Exercise: Among the entries, find each line that includes the string "futures" and list it.

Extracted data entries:
# # #

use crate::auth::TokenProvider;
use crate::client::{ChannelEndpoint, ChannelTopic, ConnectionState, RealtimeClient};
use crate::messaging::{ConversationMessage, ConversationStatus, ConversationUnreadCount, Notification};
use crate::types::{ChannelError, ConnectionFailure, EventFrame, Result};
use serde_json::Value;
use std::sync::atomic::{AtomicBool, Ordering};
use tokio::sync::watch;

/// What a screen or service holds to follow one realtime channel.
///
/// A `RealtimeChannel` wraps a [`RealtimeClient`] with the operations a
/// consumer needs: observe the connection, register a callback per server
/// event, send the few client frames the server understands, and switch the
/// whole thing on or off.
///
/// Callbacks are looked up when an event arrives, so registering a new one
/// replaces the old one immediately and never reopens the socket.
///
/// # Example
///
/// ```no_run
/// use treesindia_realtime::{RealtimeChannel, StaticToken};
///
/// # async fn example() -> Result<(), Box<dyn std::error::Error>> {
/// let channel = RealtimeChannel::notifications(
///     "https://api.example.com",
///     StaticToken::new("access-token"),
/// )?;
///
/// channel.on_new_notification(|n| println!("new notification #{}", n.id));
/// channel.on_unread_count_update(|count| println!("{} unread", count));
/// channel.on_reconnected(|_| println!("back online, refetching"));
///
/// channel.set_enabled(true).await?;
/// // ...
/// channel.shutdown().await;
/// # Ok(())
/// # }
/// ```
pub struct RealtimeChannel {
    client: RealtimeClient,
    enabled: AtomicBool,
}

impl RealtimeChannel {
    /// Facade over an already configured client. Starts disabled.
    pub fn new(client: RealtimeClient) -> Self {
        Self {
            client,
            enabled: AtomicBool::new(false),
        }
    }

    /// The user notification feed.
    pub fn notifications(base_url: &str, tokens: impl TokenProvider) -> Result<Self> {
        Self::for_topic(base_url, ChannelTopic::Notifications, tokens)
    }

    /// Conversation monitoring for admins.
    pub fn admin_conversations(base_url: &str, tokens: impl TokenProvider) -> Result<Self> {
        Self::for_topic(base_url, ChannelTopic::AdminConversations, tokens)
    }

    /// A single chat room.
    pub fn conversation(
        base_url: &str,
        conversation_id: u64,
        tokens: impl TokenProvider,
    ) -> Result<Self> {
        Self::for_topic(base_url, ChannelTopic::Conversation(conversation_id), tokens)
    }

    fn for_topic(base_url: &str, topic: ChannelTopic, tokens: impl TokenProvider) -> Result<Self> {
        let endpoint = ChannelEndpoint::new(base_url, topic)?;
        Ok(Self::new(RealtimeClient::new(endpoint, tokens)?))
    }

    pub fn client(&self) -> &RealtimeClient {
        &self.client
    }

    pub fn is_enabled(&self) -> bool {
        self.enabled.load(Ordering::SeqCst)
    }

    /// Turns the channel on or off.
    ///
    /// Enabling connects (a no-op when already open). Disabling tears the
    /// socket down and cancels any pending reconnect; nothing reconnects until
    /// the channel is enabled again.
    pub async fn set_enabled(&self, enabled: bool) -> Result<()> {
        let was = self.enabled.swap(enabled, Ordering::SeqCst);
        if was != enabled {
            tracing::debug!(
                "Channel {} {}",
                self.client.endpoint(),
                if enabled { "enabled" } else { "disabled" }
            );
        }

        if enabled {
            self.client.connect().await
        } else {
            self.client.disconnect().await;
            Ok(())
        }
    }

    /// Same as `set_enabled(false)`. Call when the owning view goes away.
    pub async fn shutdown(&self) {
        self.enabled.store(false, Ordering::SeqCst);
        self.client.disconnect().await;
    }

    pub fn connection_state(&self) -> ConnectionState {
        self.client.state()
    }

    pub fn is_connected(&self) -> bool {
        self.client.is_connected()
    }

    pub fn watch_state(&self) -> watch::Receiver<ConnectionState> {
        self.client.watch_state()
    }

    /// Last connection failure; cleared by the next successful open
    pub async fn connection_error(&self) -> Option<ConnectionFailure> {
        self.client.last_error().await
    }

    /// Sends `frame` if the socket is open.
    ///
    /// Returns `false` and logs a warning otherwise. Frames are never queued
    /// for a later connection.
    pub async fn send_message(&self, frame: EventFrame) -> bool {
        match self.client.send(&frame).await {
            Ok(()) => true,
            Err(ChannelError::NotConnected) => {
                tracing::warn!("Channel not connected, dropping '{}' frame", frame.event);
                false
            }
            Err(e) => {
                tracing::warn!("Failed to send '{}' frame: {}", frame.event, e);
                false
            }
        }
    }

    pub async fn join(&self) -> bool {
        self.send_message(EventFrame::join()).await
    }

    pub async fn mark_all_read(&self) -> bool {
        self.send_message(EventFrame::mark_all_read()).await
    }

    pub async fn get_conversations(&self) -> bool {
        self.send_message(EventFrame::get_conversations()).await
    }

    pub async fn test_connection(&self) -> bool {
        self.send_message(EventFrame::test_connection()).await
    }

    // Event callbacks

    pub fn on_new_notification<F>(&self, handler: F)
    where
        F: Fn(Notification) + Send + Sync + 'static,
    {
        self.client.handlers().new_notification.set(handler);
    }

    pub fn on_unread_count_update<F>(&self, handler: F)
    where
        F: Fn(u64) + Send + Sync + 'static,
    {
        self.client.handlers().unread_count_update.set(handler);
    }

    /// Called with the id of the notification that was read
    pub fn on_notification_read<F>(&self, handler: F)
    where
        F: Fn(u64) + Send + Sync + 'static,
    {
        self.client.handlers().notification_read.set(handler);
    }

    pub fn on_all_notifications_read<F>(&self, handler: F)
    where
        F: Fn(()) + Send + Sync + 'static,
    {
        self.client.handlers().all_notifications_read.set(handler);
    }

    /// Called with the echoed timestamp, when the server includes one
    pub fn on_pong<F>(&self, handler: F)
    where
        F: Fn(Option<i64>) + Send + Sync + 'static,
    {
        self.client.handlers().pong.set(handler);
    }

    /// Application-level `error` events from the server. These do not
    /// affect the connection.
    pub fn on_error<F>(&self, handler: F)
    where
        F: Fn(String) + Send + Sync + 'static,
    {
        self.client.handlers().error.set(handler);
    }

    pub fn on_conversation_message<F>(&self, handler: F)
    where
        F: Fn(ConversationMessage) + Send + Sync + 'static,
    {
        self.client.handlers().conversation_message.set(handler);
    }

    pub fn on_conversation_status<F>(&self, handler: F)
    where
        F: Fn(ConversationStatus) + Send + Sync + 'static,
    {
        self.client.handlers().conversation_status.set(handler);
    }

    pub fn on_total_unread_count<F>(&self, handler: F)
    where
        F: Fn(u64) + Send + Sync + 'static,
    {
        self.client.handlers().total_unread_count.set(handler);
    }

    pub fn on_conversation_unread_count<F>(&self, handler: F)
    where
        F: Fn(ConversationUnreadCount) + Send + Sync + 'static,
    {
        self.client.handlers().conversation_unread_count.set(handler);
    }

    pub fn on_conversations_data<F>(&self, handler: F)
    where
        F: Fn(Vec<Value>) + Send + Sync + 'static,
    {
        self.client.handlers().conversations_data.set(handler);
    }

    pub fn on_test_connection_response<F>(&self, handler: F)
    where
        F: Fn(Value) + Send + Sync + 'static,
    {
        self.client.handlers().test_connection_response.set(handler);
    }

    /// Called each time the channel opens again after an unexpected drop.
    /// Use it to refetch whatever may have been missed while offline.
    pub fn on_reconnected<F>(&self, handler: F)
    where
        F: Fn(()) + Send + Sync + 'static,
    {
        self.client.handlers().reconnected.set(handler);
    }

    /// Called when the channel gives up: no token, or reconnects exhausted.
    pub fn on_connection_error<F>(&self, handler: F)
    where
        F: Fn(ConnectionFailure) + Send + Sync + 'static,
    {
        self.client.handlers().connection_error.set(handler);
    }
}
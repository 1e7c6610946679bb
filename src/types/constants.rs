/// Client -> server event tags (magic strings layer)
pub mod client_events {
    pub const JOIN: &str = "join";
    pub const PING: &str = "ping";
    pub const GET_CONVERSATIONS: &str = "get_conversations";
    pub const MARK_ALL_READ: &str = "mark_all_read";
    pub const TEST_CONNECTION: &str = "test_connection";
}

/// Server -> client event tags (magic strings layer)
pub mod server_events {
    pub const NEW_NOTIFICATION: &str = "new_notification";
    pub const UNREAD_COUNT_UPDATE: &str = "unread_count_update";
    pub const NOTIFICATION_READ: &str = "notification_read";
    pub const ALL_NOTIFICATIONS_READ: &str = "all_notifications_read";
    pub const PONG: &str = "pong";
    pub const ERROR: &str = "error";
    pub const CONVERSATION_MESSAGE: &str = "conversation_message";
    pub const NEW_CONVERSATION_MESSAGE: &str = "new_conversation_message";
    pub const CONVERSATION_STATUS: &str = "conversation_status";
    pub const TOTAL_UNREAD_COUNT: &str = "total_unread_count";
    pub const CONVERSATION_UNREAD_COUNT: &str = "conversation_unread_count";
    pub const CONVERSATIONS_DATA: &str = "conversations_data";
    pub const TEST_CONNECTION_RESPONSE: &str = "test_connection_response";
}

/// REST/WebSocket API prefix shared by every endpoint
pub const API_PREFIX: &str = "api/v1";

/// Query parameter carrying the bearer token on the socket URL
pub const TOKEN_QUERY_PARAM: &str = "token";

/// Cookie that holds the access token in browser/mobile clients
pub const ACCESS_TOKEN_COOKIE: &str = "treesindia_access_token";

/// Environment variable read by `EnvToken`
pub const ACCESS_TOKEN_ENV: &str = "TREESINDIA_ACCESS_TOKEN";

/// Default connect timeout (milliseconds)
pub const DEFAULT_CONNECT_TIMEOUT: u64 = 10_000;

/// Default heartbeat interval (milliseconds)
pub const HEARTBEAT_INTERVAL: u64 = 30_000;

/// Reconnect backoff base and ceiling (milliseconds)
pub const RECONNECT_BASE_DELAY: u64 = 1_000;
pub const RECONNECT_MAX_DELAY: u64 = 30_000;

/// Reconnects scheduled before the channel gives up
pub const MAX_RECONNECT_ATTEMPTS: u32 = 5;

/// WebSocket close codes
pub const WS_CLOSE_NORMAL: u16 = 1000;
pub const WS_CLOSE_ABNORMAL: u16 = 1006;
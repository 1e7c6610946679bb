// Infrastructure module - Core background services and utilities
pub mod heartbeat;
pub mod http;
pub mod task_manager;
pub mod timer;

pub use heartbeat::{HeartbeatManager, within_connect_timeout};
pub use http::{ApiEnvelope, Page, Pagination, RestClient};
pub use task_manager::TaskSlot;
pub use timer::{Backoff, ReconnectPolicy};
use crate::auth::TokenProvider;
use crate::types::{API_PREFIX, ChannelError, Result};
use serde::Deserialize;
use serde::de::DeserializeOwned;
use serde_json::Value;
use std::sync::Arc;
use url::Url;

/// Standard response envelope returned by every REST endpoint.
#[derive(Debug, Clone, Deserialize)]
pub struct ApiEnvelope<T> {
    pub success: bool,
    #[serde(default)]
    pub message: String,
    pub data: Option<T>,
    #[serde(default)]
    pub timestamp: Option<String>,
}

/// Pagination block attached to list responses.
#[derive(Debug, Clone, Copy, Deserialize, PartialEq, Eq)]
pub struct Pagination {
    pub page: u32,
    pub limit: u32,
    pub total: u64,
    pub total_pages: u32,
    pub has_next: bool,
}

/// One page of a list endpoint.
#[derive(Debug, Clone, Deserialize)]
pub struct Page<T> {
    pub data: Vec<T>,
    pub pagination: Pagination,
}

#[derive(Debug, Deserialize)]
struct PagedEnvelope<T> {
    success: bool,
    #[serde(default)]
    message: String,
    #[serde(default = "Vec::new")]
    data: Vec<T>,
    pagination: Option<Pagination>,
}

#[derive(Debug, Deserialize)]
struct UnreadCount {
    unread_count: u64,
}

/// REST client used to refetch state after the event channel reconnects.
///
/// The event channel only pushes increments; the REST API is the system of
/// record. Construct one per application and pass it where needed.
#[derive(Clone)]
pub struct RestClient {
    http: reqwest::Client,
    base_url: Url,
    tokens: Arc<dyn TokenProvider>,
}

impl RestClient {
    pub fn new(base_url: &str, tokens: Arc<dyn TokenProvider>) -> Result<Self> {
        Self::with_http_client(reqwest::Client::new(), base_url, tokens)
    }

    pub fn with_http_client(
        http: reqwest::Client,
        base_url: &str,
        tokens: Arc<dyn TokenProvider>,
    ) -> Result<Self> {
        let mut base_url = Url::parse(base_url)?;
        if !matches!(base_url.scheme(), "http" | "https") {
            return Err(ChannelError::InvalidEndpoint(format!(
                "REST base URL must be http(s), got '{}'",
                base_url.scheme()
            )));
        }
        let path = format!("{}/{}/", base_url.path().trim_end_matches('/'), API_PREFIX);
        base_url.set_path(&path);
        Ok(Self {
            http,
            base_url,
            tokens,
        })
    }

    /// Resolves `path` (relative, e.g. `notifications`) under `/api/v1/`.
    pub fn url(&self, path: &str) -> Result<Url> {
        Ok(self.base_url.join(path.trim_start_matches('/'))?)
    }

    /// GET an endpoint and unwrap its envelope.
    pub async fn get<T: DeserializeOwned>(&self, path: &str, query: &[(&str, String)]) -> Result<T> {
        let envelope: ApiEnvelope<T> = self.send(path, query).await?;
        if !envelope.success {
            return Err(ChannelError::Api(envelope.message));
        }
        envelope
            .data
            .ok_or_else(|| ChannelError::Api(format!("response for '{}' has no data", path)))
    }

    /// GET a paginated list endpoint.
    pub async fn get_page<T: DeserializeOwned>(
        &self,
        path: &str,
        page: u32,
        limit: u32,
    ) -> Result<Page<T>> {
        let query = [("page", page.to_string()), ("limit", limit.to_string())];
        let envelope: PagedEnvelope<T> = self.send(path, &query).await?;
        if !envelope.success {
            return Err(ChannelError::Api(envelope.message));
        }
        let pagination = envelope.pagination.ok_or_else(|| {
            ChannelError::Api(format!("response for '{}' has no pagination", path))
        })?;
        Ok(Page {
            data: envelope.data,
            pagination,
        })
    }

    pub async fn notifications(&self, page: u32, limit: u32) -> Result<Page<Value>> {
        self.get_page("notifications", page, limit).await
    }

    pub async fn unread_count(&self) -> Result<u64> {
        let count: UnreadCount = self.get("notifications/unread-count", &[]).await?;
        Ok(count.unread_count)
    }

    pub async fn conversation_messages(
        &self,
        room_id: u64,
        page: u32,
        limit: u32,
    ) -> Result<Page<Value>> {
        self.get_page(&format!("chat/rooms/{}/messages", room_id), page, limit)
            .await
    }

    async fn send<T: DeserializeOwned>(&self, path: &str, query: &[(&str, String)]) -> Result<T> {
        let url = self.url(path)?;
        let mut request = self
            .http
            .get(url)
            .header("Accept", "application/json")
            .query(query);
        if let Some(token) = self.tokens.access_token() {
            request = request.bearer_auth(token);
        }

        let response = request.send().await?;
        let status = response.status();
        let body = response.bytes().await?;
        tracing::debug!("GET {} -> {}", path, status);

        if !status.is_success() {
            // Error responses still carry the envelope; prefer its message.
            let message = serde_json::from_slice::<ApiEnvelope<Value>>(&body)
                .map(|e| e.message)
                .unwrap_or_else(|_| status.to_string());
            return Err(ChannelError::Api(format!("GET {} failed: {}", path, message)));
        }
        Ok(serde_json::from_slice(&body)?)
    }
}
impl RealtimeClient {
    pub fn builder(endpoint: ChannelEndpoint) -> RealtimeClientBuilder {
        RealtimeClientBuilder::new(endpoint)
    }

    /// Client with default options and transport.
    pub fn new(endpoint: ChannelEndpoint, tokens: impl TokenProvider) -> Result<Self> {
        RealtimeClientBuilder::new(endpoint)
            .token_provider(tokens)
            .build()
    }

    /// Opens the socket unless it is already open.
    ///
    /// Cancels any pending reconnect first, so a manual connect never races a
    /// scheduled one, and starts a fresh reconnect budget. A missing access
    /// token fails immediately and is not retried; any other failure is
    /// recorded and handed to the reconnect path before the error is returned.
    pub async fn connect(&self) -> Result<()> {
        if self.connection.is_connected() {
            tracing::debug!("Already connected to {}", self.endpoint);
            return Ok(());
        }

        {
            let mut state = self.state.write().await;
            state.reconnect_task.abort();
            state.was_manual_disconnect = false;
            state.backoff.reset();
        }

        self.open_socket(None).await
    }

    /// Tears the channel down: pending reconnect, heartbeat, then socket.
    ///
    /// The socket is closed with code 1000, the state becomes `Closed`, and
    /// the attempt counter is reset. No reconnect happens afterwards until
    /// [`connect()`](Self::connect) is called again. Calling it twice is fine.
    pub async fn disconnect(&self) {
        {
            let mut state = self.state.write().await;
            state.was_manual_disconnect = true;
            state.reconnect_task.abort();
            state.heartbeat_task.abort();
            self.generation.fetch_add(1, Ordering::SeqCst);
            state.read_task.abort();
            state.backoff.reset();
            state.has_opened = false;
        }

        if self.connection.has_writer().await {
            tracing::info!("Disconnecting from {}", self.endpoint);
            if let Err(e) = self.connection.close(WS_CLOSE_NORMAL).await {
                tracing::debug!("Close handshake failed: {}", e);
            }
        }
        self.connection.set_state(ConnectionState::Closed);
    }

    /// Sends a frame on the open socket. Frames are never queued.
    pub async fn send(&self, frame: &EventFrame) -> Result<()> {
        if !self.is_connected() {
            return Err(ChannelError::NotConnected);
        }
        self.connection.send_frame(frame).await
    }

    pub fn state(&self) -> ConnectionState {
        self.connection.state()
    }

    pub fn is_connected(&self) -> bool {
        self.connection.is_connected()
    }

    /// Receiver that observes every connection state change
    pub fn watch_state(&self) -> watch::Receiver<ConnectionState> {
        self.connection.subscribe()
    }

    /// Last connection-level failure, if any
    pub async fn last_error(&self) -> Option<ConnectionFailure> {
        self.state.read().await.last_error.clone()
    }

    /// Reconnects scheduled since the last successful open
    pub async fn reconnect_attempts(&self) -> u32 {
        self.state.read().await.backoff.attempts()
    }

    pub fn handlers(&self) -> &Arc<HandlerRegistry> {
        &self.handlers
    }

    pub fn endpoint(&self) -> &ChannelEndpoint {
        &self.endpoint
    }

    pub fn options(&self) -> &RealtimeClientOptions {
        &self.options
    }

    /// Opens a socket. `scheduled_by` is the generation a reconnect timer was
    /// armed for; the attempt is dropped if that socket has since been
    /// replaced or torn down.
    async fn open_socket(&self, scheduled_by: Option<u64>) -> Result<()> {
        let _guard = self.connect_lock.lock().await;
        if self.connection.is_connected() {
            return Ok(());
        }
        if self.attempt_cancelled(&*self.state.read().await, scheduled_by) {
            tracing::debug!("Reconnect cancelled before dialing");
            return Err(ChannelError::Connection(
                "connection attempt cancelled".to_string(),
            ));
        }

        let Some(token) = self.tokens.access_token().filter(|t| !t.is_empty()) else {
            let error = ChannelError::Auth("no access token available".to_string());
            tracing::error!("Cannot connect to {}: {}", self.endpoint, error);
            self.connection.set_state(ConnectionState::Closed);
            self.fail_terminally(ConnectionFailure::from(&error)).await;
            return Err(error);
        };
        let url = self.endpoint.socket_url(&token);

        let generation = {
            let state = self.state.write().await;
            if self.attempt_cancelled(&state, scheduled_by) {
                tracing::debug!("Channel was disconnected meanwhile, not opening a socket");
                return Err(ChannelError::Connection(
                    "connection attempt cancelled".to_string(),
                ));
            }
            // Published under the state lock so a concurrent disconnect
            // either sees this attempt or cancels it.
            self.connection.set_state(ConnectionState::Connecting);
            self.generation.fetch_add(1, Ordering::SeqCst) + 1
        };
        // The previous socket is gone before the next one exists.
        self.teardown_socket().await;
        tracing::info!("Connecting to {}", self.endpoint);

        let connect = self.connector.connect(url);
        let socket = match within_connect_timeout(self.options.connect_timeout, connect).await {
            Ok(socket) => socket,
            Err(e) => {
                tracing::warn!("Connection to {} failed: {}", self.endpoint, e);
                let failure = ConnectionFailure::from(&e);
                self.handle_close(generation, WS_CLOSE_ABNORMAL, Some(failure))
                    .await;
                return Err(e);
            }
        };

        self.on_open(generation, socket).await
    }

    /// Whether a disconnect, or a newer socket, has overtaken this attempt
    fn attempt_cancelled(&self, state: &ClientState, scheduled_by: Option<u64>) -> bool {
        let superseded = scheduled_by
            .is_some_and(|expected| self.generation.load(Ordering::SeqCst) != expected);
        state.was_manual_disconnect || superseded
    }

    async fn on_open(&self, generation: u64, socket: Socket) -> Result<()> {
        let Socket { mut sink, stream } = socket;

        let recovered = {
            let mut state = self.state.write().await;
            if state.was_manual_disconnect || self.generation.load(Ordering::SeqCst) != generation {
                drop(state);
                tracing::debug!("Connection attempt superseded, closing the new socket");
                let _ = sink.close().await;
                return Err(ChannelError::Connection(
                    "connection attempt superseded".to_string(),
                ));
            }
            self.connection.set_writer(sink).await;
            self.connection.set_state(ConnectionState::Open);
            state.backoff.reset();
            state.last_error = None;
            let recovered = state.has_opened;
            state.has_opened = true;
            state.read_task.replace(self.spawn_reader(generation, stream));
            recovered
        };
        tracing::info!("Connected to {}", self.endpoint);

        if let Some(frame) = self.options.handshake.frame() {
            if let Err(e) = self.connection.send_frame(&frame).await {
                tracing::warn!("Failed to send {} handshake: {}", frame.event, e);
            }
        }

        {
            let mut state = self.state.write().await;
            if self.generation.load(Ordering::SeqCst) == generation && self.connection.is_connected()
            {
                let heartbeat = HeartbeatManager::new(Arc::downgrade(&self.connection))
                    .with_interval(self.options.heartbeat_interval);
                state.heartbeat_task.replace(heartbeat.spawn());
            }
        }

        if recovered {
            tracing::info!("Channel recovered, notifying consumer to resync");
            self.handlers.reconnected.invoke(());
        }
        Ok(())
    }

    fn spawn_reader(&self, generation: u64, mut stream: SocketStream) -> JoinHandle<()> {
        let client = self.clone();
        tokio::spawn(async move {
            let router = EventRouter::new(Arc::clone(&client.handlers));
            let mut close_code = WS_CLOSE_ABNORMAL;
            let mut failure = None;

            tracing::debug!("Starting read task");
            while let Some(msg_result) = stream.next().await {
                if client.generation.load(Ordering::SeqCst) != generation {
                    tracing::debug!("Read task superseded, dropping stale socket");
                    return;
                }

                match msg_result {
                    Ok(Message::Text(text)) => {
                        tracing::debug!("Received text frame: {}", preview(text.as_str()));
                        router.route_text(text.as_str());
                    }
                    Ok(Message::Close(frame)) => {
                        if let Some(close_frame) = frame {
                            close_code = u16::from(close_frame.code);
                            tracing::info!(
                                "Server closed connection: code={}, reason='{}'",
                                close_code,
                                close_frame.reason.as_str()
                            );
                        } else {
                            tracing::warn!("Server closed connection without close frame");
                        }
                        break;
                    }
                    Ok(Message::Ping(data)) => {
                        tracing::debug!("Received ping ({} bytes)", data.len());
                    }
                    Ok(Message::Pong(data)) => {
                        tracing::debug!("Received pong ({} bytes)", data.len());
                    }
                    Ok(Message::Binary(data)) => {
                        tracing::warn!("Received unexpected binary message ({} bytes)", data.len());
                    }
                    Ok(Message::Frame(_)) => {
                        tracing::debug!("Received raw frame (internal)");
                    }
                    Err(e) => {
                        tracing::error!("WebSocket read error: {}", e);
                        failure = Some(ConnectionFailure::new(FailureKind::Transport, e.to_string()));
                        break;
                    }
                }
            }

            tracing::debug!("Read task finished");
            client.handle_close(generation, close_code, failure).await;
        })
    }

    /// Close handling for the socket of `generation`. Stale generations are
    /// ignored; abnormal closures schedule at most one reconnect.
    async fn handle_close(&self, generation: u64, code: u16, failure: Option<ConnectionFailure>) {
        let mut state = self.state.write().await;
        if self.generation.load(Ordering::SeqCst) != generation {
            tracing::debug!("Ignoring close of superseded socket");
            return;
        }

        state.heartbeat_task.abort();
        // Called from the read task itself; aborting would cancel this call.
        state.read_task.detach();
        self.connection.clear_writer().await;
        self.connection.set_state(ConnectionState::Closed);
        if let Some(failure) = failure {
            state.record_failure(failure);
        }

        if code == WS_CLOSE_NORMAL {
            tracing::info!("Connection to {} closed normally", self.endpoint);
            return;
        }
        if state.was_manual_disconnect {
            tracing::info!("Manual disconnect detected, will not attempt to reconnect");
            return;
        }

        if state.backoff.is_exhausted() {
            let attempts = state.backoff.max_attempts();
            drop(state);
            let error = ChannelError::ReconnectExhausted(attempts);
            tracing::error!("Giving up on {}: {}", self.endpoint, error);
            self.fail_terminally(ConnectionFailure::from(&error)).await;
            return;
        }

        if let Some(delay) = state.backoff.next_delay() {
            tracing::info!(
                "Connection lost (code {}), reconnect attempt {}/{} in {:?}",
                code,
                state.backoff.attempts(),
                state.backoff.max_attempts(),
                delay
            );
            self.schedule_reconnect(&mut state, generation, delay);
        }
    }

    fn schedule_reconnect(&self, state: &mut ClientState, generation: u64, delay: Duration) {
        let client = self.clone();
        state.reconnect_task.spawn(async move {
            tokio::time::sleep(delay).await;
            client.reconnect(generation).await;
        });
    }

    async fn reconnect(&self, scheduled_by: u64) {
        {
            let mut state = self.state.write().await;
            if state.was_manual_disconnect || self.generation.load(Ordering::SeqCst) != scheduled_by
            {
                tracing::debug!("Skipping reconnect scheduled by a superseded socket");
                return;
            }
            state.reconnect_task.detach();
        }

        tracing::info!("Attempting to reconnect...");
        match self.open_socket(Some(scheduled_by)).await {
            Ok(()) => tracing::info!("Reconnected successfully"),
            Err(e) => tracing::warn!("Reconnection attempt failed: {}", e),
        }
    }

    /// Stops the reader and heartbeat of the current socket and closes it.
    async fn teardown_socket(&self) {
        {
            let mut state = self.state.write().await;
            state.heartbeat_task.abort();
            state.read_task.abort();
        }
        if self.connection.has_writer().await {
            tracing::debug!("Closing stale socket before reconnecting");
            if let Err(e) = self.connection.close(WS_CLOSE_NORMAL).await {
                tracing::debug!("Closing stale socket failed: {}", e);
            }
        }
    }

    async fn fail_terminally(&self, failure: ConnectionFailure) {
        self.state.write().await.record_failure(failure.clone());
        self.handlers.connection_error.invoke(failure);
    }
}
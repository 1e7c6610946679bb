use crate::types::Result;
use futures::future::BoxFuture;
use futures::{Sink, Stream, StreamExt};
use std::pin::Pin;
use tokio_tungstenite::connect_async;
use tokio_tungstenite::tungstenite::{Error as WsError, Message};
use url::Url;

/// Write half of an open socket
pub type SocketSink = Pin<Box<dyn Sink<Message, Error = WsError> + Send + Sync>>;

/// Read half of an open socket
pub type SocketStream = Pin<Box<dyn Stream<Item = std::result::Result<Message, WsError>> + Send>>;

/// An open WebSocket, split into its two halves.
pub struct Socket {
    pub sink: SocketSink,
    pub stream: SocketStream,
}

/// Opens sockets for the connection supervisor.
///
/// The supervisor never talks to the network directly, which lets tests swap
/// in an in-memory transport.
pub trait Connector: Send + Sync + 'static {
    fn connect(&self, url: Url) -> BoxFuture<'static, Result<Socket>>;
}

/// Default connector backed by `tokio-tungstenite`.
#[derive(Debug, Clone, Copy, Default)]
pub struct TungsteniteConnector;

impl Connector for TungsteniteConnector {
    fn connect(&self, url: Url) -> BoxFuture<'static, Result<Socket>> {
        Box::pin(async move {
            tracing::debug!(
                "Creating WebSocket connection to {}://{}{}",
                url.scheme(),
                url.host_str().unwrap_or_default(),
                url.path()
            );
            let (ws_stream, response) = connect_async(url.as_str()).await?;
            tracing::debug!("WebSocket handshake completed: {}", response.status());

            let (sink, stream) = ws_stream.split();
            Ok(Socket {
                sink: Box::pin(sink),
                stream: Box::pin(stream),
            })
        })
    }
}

# # #

Response area:
use futures::future::BoxFuture;
use futures::{Sink, Stream, StreamExt};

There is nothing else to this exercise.